Penelitian di Afrika melampaui tujuan ‘tes dan pengobatan’ PBB untuk mengakhiri pandemi HIV
Perawat memberikan pita merah kepada seorang wanita dalam perayaan Hari AIDS Sedunia di pintu masuk Rumah Sakit Emilio Ribas, di Sao Paulo (Hak Cipta Reuters 2016)
NAIROBI – Tujuan PBB untuk meminta tujuh dari 10 orang HIV-positif melakukan tes, memulai pengobatan dan menekan virus mematikan dalam darah mereka dapat tercapai, sebuah penelitian di Afrika Timur menunjukkan pada hari Rabu, meningkatkan harapan untuk mengakhiri pandemi AIDS.
Hampir 80.000 orang dewasa di Uganda dan Kenya berpartisipasi dalam penelitian ini, yang menggunakan kampanye komunitas, tes gratis dan tes di rumah untuk mendorong orang mengetahui status HIV mereka dan mendapatkan pengobatan.
Setelah intervensi, 81 persen orang dengan HIV mempunyai viral load tidak terdeteksi karena mereka telah melakukan tes, memulai dan berhasil mematuhi pengobatan, naik dari 45 persen pada dua tahun sebelumnya.

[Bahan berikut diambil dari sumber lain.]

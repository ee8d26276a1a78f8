//! Target-list rewriting
//!
//! Three flavors of leaf substitution used when predicates and projections
//! move across plan boundaries. All of them build fresh trees; the input
//! tree is left intact, so a failed rewrite observes no partial state.

use crate::error::{Error, Result};
use crate::ir::expr::{
    column_var_of, expr_ref, AggExpr, BinOper, CaseExpr, CharLengthExpr, DatetruncExpr, Expr,
    ExprRef, ExtractExpr, InValues, LikeExpr, UOper, Var, WhichRow,
};
use crate::ir::query::TargetEntry;

impl Expr {
    /// Replaces column references and aggregates with deep copies of the
    /// matching target-list expressions.
    pub fn rewrite_with_targetlist(&self, tlist: &[TargetEntry]) -> Result<ExprRef> {
        match self {
            Expr::ColumnVar(_) | Expr::Var(_) => {
                let c = column_var_of(self).expect("column variable");
                for tle in tlist {
                    if let Some(colvar) = column_var_of(&tle.expr) {
                        if c.table_id == colvar.table_id && c.column_id == colvar.column_id {
                            return tle.expr.deep_copy();
                        }
                    }
                }
                Err(Error::NotInTargetList("column variable".to_string()))
            }
            Expr::Constant(_) => self.deep_copy(),
            Expr::UOper(u) => Ok(expr_ref(UOper::new(
                u.type_info.clone(),
                u.optype,
                u.operand.rewrite_with_targetlist(tlist)?,
            ))),
            Expr::BinOper(b) => Ok(expr_ref(BinOper::new(
                b.type_info.clone(),
                b.optype,
                b.qualifier,
                b.left.rewrite_with_targetlist(tlist)?,
                b.right.rewrite_with_targetlist(tlist)?,
            ))),
            Expr::Subquery(_) => Err(Error::UnsupportedSubqueryOp),
            Expr::InValues(iv) => {
                let values = iv
                    .value_list
                    .iter()
                    .map(|v| v.deep_copy())
                    .collect::<Result<Vec<_>>>()?;
                Ok(expr_ref(InValues::new(
                    iv.arg.rewrite_with_targetlist(tlist)?,
                    values,
                )))
            }
            Expr::CharLength(c) => Ok(expr_ref(CharLengthExpr::new(
                c.arg.rewrite_with_targetlist(tlist)?,
                c.calc_encoded_length,
            ))),
            Expr::Like(l) => Ok(expr_ref(LikeExpr::new(
                l.arg.rewrite_with_targetlist(tlist)?,
                l.like_expr.deep_copy()?,
                l.escape_expr.as_ref().map(|e| e.deep_copy()).transpose()?,
                l.is_ilike,
                l.is_simple,
            ))),
            Expr::Agg(_) => {
                for tle in tlist {
                    if let Expr::Agg(_) = &*tle.expr {
                        if *tle.expr == *self {
                            return tle.expr.deep_copy();
                        }
                    }
                }
                Err(Error::NotInTargetList("aggregate expression".to_string()))
            }
            Expr::Case(c) => {
                let pairs = c
                    .when_then_list
                    .iter()
                    .map(|(w, t)| {
                        Ok((
                            w.rewrite_with_targetlist(tlist)?,
                            t.rewrite_with_targetlist(tlist)?,
                        ))
                    })
                    .collect::<Result<Vec<_>>>()?;
                let else_expr = match &c.else_expr {
                    Some(e) => Some(e.rewrite_with_targetlist(tlist)?),
                    None => None,
                };
                Ok(expr_ref(CaseExpr::new(c.type_info.clone(), pairs, else_expr)))
            }
            Expr::Extract(e) => Ok(expr_ref(ExtractExpr::new(
                e.type_info.clone(),
                e.field,
                e.from_expr.rewrite_with_targetlist(tlist)?,
            ))),
            Expr::Datetrunc(d) => Ok(expr_ref(DatetruncExpr::new(
                d.type_info.clone(),
                d.field,
                d.from_expr.rewrite_with_targetlist(tlist)?,
            ))),
        }
    }

    /// Redirects column references to the child's output row: every target
    /// entry must itself be a column, and a match becomes a `Var` naming the
    /// child's 1-based output slot. Aggregate arguments are rewritten in
    /// place of the aggregate itself.
    pub fn rewrite_with_child_targetlist(&self, tlist: &[TargetEntry]) -> Result<ExprRef> {
        match self {
            Expr::ColumnVar(_) | Expr::Var(_) => {
                let c = column_var_of(self).expect("column variable");
                for (i, tle) in tlist.iter().enumerate() {
                    let colvar = column_var_of(&tle.expr)
                        .ok_or(Error::TargetListNotAllColumns)?;
                    if c.table_id == colvar.table_id && c.column_id == colvar.column_id {
                        return Ok(expr_ref(Var::new(
                            colvar.type_info.clone(),
                            colvar.table_id,
                            colvar.column_id,
                            colvar.rte_idx,
                            WhichRow::InputOuter,
                            i + 1,
                        )));
                    }
                }
                Err(Error::NotInTargetList("column variable".to_string()))
            }
            Expr::Constant(_) => self.deep_copy(),
            Expr::UOper(u) => Ok(expr_ref(UOper::new(
                u.type_info.clone(),
                u.optype,
                u.operand.rewrite_with_child_targetlist(tlist)?,
            ))),
            Expr::BinOper(b) => Ok(expr_ref(BinOper::new(
                b.type_info.clone(),
                b.optype,
                b.qualifier,
                b.left.rewrite_with_child_targetlist(tlist)?,
                b.right.rewrite_with_child_targetlist(tlist)?,
            ))),
            Expr::Subquery(_) => Err(Error::UnsupportedSubqueryOp),
            Expr::InValues(iv) => {
                let values = iv
                    .value_list
                    .iter()
                    .map(|v| v.deep_copy())
                    .collect::<Result<Vec<_>>>()?;
                Ok(expr_ref(InValues::new(
                    iv.arg.rewrite_with_child_targetlist(tlist)?,
                    values,
                )))
            }
            Expr::CharLength(c) => Ok(expr_ref(CharLengthExpr::new(
                c.arg.rewrite_with_child_targetlist(tlist)?,
                c.calc_encoded_length,
            ))),
            Expr::Like(l) => Ok(expr_ref(LikeExpr::new(
                l.arg.rewrite_with_child_targetlist(tlist)?,
                l.like_expr.deep_copy()?,
                l.escape_expr.as_ref().map(|e| e.deep_copy()).transpose()?,
                l.is_ilike,
                l.is_simple,
            ))),
            Expr::Agg(a) => Ok(expr_ref(AggExpr::new(
                a.type_info.clone(),
                a.aggtype,
                a.arg
                    .as_ref()
                    .map(|e| e.rewrite_with_child_targetlist(tlist))
                    .transpose()?,
                a.is_distinct,
            ))),
            Expr::Case(c) => {
                let pairs = c
                    .when_then_list
                    .iter()
                    .map(|(w, t)| {
                        Ok((
                            w.rewrite_with_child_targetlist(tlist)?,
                            t.rewrite_with_child_targetlist(tlist)?,
                        ))
                    })
                    .collect::<Result<Vec<_>>>()?;
                let else_expr = match &c.else_expr {
                    Some(e) => Some(e.rewrite_with_child_targetlist(tlist)?),
                    None => None,
                };
                Ok(expr_ref(CaseExpr::new(c.type_info.clone(), pairs, else_expr)))
            }
            Expr::Extract(e) => Ok(expr_ref(ExtractExpr::new(
                e.type_info.clone(),
                e.field,
                e.from_expr.rewrite_with_child_targetlist(tlist)?,
            ))),
            Expr::Datetrunc(d) => Ok(expr_ref(DatetruncExpr::new(
                d.type_info.clone(),
                d.field,
                d.from_expr.rewrite_with_child_targetlist(tlist)?,
            ))),
        }
    }

    /// Replaces aggregates (and column references) appearing in the target
    /// list with `Var`s naming their output slot; used when a HAVING clause
    /// is evaluated over aggregated rows.
    pub fn rewrite_agg_to_var(&self, tlist: &[TargetEntry]) -> Result<ExprRef> {
        match self {
            Expr::Var(_) => {
                for (i, tle) in tlist.iter().enumerate() {
                    if *tle.expr == *self {
                        return Ok(expr_ref(Var::free(
                            tle.expr.type_info().clone(),
                            WhichRow::InputOuter,
                            i + 1,
                        )));
                    }
                }
                Err(Error::NotInTargetList("variable".to_string()))
            }
            Expr::ColumnVar(c) => {
                for (i, tle) in tlist.iter().enumerate() {
                    if let Expr::Agg(_) = &*tle.expr {
                        continue;
                    }
                    let colvar = column_var_of(&tle.expr)
                        .ok_or(Error::TargetListNotAllColumnsOrAggs)?;
                    if c.table_id == colvar.table_id && c.column_id == colvar.column_id {
                        return Ok(expr_ref(Var::new(
                            colvar.type_info.clone(),
                            colvar.table_id,
                            colvar.column_id,
                            colvar.rte_idx,
                            WhichRow::InputOuter,
                            i + 1,
                        )));
                    }
                }
                Err(Error::NotInTargetList("column variable".to_string()))
            }
            Expr::Constant(_) => self.deep_copy(),
            Expr::UOper(u) => Ok(expr_ref(UOper::new(
                u.type_info.clone(),
                u.optype,
                u.operand.rewrite_agg_to_var(tlist)?,
            ))),
            Expr::BinOper(b) => Ok(expr_ref(BinOper::new(
                b.type_info.clone(),
                b.optype,
                b.qualifier,
                b.left.rewrite_agg_to_var(tlist)?,
                b.right.rewrite_agg_to_var(tlist)?,
            ))),
            Expr::Subquery(_) => Err(Error::UnsupportedSubqueryOp),
            Expr::InValues(iv) => {
                let values = iv
                    .value_list
                    .iter()
                    .map(|v| v.rewrite_agg_to_var(tlist))
                    .collect::<Result<Vec<_>>>()?;
                Ok(expr_ref(InValues::new(
                    iv.arg.rewrite_agg_to_var(tlist)?,
                    values,
                )))
            }
            Expr::CharLength(c) => Ok(expr_ref(CharLengthExpr::new(
                c.arg.rewrite_agg_to_var(tlist)?,
                c.calc_encoded_length,
            ))),
            Expr::Like(l) => Ok(expr_ref(LikeExpr::new(
                l.arg.rewrite_agg_to_var(tlist)?,
                l.like_expr.deep_copy()?,
                l.escape_expr.as_ref().map(|e| e.deep_copy()).transpose()?,
                l.is_ilike,
                l.is_simple,
            ))),
            Expr::Agg(_) => {
                for (i, tle) in tlist.iter().enumerate() {
                    if let Expr::Agg(agg) = &*tle.expr {
                        if *self == *tle.expr {
                            return Ok(expr_ref(Var::free(
                                agg.type_info.clone(),
                                WhichRow::InputOuter,
                                i + 1,
                            )));
                        }
                    }
                }
                Err(Error::NotInTargetList("aggregate expression".to_string()))
            }
            Expr::Case(c) => {
                let pairs = c
                    .when_then_list
                    .iter()
                    .map(|(w, t)| {
                        Ok((w.rewrite_agg_to_var(tlist)?, t.rewrite_agg_to_var(tlist)?))
                    })
                    .collect::<Result<Vec<_>>>()?;
                let else_expr = match &c.else_expr {
                    Some(e) => Some(e.rewrite_agg_to_var(tlist)?),
                    None => None,
                };
                Ok(expr_ref(CaseExpr::new(c.type_info.clone(), pairs, else_expr)))
            }
            Expr::Extract(e) => Ok(expr_ref(ExtractExpr::new(
                e.type_info.clone(),
                e.field,
                e.from_expr.rewrite_agg_to_var(tlist)?,
            ))),
            Expr::Datetrunc(d) => Ok(expr_ref(DatetruncExpr::new(
                d.type_info.clone(),
                d.field,
                d.from_expr.rewrite_agg_to_var(tlist)?,
            ))),
        }
    }
}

“Ini sangat menjanjikan,” salah satu peneliti utama, Maya Petersen dari Universitas California, mengatakan kepada Thomson Reuters Foundation.

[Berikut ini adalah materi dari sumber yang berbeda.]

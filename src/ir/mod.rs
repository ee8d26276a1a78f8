//! The typed expression tree handed from semantic analysis to the planner.

pub mod cast;
pub mod expr;
pub mod predicate;
pub mod query;
pub mod rewrite;
pub mod typing;

#[cfg(test)]
mod test_casts;
#[cfg(test)]
mod test_promotion;

pub use cast::DomainSet;
pub use expr::{
    expr_ref, AggExpr, AggType, BinOper, BinaryOp, CaseExpr, CharLengthExpr, ColumnVar, Constant,
    DatetruncExpr, DatetruncField, Expr, ExprRef, ExtractExpr, ExtractField, InValues, LikeExpr,
    Qualifier, Subquery, UOper, UnaryOp, Var, WhichRow,
};
pub use query::{OrderEntry, Query, QueryType, RangeTblEntry, TargetEntry};
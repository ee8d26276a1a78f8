//! Query containers
//!
//! The root of the IR: a [`Query`] holds the projection, the range table,
//! predicates and ordering, plus a link to the next query of a set
//! operation. Range-table entries cache column descriptors so repeated name
//! lookups don't round-trip to the catalog.

use crate::catalog::{Catalog, ColumnDescriptor, TableDescriptor};
use crate::ir::expr::{expr_ref, ColumnVar, ExprRef};
use std::fmt;
use tracing::trace;

/// A named slot in the projection.
#[derive(Debug, Clone)]
pub struct TargetEntry {
    pub resname: String,
    pub expr: ExprRef,
    pub unnest: bool,
}

impl TargetEntry {
    pub fn new(resname: impl Into<String>, expr: ExprRef, unnest: bool) -> Self {
        Self {
            resname: resname.into(),
            expr,
            unnest,
        }
    }
}

impl fmt::Display for TargetEntry {
    fn fmt(&self, f: &mut fmt::Formatter<'_>) -> fmt::Result {
        write!(f, "({} {}", self.resname, self.expr)?;
        if self.unnest {
            write!(f, " UNNEST")?;
        }
        write!(f, ")")
    }
}

/// An ORDER BY item, referencing a target entry by 1-based position.
#[derive(Debug, Clone, Copy, PartialEq, Eq)]
pub struct OrderEntry {
    pub tle_no: usize,
    pub is_desc: bool,
    pub nulls_first: bool,
}

impl OrderEntry {
    pub fn new(tle_no: usize, is_desc: bool, nulls_first: bool) -> Self {
        Self {
            tle_no,
            is_desc,
            nulls_first,
        }
    }
}

impl fmt::Display for OrderEntry {
    fn fmt(&self, f: &mut fmt::Formatter<'_>) -> fmt::Result {
        write!(f, "{}", self.tle_no)?;
        if self.is_desc {
            write!(f, " desc")?;
        }
        if self.nulls_first {
            write!(f, " nulls first")?;
        }
        Ok(())
    }
}

/// A FROM-clause binding of a table or view.
#[derive(Debug, Clone)]
pub struct RangeTblEntry {
    /// The alias this entry is referenced by.
    pub rangevar: String,
    pub table_desc: TableDescriptor,
    column_descs: Vec<ColumnDescriptor>,
    pub view_query: Option<Box<Query>>,
}

impl RangeTblEntry {
    pub fn new(
        rangevar: impl Into<String>,
        table_desc: TableDescriptor,
        view_query: Option<Box<Query>>,
    ) -> Self {
        Self {
            rangevar: rangevar.into(),
            table_desc,
            column_descs: Vec::new(),
            view_query,
        }
    }

    pub fn table_id(&self) -> i32 {
        self.table_desc.table_id
    }

    pub fn column_descs(&self) -> &[ColumnDescriptor] {
        &self.column_descs
    }

    /// Populates the descriptor cache with every column of the table,
    /// system and virtual columns included.
    pub fn add_all_column_descs(&mut self, catalog: &dyn Catalog) {
        self.column_descs =
            catalog.get_all_column_metadata_for_table(self.table_desc.table_id, true, true);
    }

    /// Expands `SELECT *`: caches the non-system columns and appends one
    /// target entry per column, each holding a fresh column reference.
    pub fn expand_star_in_targetlist(
        &mut self,
        catalog: &dyn Catalog,
        tlist: &mut Vec<TargetEntry>,
        rte_idx: i32,
    ) {
        self.column_descs =
            catalog.get_all_column_metadata_for_table(self.table_desc.table_id, false, true);
        for cd in &self.column_descs {
            let cv = expr_ref(ColumnVar::new(
                cd.column_type.clone(),
                self.table_desc.table_id,
                cd.column_id,
                rte_idx,
            ));
            tlist.push(TargetEntry::new(cd.column_name.clone(), cv, false));
        }
    }

    /// Looks a column up by name, consulting the cache first and caching a
    /// catalog hit on miss.
    pub fn get_column_desc(
        &mut self,
        catalog: &dyn Catalog,
        name: &str,
    ) -> Option<&ColumnDescriptor> {
        if let Some(pos) = self
            .column_descs
            .iter()
            .position(|cd| cd.column_name == name)
        {
            return Some(&self.column_descs[pos]);
        }
        trace!(table_id = self.table_desc.table_id, column = name, "column descriptor cache miss");
        let cd = catalog.get_metadata_for_column(self.table_desc.table_id, name)?;
        self.column_descs.push(cd);
        self.column_descs.last()
    }
}

/// Statement kind of a query block.
#[derive(Debug, Clone, Copy, PartialEq, Eq, Default)]
pub enum QueryType {
    #[default]
    Select,
    Insert,
    Update,
    Delete,
}

/// A resolved query block.
#[derive(Debug, Clone, Default)]
pub struct Query {
    pub stmt_type: QueryType,
    pub is_distinct: bool,
    pub targetlist: Vec<TargetEntry>,
    pub rangetable: Vec<RangeTblEntry>,
    pub where_predicate: Option<ExprRef>,
    pub group_by: Vec<ExprRef>,
    pub having_predicate: Option<ExprRef>,
    pub order_by: Vec<OrderEntry>,
    /// No limit when absent.
    pub limit: Option<i64>,
    pub offset: i64,
    /// Next query of a set-operation chain.
    pub next_query: Option<Box<Query>>,
}

impl Query {
    pub fn new() -> Self {
        Self::default()
    }

    /// The 0-based position of the range-table entry bound to `name`, or -1
    /// when no entry matches.
    pub fn get_rte_idx(&self, name: &str) -> i32 {
        for (i, rte) in self.rangetable.iter().enumerate() {
            if rte.rangevar == name {
                return i as i32;
            }
        }
        -1
    }

    pub fn add_rte(&mut self, rte: RangeTblEntry) {
        self.rangetable.push(rte);
    }
}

“Kami menjangkau sebagian besar orang dengan HIV positif di komunitas ini.”
Lebih lanjut tentang ini…
UNAIDS, badan PBB yang menangani penyakit ini, telah mengumumkan target ambisius untuk mengatasi epidemi ini.
Pada tahun 2020, mereka ingin 90 persen orang dengan HIV mengetahui status mereka, 90 persen orang yang terdiagnosis HIV harus menjalani pengobatan, dan 90 persen orang yang tidak mau diobati akan memiliki tingkat virus dalam tubuh mereka.
Artinya, 73 persen dari seluruh Odha mempunyai viral load tidak terdeteksi.
Mengacu pada hasil penelitian di Uganda dan Kenya, Petersen mengatakan target UNAIDS 90-90-90 dapat dicapai dalam jangka waktu yang relatif singkat.
“Dalam dua tahun… masyarakat telah jauh melampaui target PBB untuk mencapai hal ini,” kata Petersen melalui telepon dari Durban di Afrika Selatan, tempat hasilnya diumumkan pada Konferensi AIDS Internasional.
STIGMA SEKITAR PENGUJIAN
Peningkatan pengobatan HIV di negara-negara berkembang merupakan hal yang sangat penting dalam pertemuan para ahli di Afrika Selatan.
Hanya 17 juta dari 36,7 juta orang HIV-positif di seluruh dunia yang memakai pengobatan antiretroviral.
Infeksi baru, yaitu 2,1 juta pada tahun 2015, masih melebihi jumlah orang yang memulai pengobatan antiretroviral setiap tahunnya, kata Chris Beyrer, presiden International AIDS Society.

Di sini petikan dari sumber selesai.